Olá, tudo bem? Sou Alinny de Mello,... Alinny de Mello
Olá, tudo bem? Sou Alinny de Mello, gosto de escrever, produzo ebooks sobre desenvolvimento pessoal para o Kindle, e hoje trouxe essa reflexão para você, leia até o final.
Existe um tipo de amor que não foi feito para durar para sempre. Foi feito para ensinar.
Durante muito tempo, eu acreditei que deixar alguém ir era uma forma de perda. Hoje entendo que algumas despedidas são atos profundos de maturidade. Nem todo amor termina porque deixou de ser importante. Às vezes, ele termina porque cumpriu sua missão.

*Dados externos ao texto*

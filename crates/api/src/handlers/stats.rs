//! Handlers for the relay endpoints (player, club, brawler catalog).
//!
//! Each handler normalizes its input where needed, issues exactly one
//! upstream call, and passes the upstream JSON payload through verbatim.
//! No retries, no caching.

use axum::extract::State;
use axum::response::IntoResponse;
use axum::Json;
use brawlgate_core::tag::Tag;
use serde::Deserialize;

use crate::error::{AppError, AppResult};
use crate::state::AppState;

/// Request body carrying a player or club tag.
#[derive(Debug, Deserialize)]
pub struct TagRequest {
    pub tag: String,
}

// ---------------------------------------------------------------------------
// Handlers
// ---------------------------------------------------------------------------

/// POST /player
///
/// Normalize the tag and relay the upstream player profile.
pub async fn player(
    State(state): State<AppState>,
    Json(body): Json<TagRequest>,
) -> AppResult<impl IntoResponse> {
    let tag = Tag::parse(&body.tag)?;
    let data = state
        .brawl
        .get_player(&tag)
        .await
        .map_err(|e| AppError::from_upstream("Player", e))?;
    Ok(Json(data))
}

/// POST /club
///
/// Normalize the tag and relay the upstream club profile.
pub async fn club(
    State(state): State<AppState>,
    Json(body): Json<TagRequest>,
) -> AppResult<impl IntoResponse> {
    let tag = Tag::parse(&body.tag)?;
    let data = state
        .brawl
        .get_club(&tag)
        .await
        .map_err(|e| AppError::from_upstream("Club", e))?;
    Ok(Json(data))
}

/// GET /brawlers
///
/// Relay the catalog of playable brawlers.
pub async fn brawlers(State(state): State<AppState>) -> AppResult<impl IntoResponse> {
    let data = state.brawl.get_brawlers().await?;
    Ok(Json(data))
}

Meu primeiro amor nasceu na adolescência, naquela fase em que tudo parece eterno, intenso e insubstituível. Eu acreditava que os sentimentos que carregava naquele momento definiriam toda a minha história. Mas a vida tinha outros planos.
O tempo passou.
Eu mudei.
O mundo mudou.
E a mulher que me tornei precisou tomar uma decisão difícil: honrar o passado sem permanecer presa a ele.
Foi então que percebi algo que transformou completamente minha forma de enxergar o amor. Independentemente de quem eu escolhesse para caminhar ao meu lado, eu teria que aprender a amar novamente. Porque ninguém ama aos 15 anos da mesma forma que ama aos 35. Ninguém atravessa décadas de experiências, dores, conquistas, fracassos e amadurecimento sem se transformar profundamente.
A pessoa que ama muda.
E o amor também.
Durante quase duas décadas, construí uma vida. Construí sonhos, aprendizados, valores, cicatrizes e conquistas. Construí uma mulher que não existia naquela época. E em algum momento compreendi que não fazia sentido abandonar tudo o que construí para perseguir uma lembrança de quem eu fui.
Porque o passado pode ser bonito sem precisar se tornar moradia.
Hoje sou grata.
Grata pelo primeiro amor que me ensinou a sentir.
Grata pela despedida que me ensinou a crescer.
Grata pela distância que me ensinou a seguir.
E principalmente grata porque descobri que liberdade não é esquecer alguém. Liberdade é lembrar sem sofrer. É olhar para trás sem desejar voltar. É reconhecer a beleza de uma história sem sentir a necessidade de reescrevê-la.
A serenidade me encontrou quando parei de lutar contra o tempo. Quando compreendi que algumas pessoas entram em nossa vida para nos ensinar capítulos que outras pessoas continuarão desenvolvendo. Não existe traição ao passado quando escolhemos viver o presente. Existe evolução.
Hoje não carrego arrependimentos.
Carrego gratidão.
Porque aquele amor me ensinou que amar é possível. E a vida me ensinou que é possível amar de novo.
No final, talvez a maturidade seja exatamente isso: entender que algumas histórias não foram feitas para continuar, mas para nos preparar para tudo o que viria depois.
E você, consegue olhar para os amores que ficaram no passado com gratidão, ou ainda está tentando reviver capítulos que a vida já transformou em aprendizado?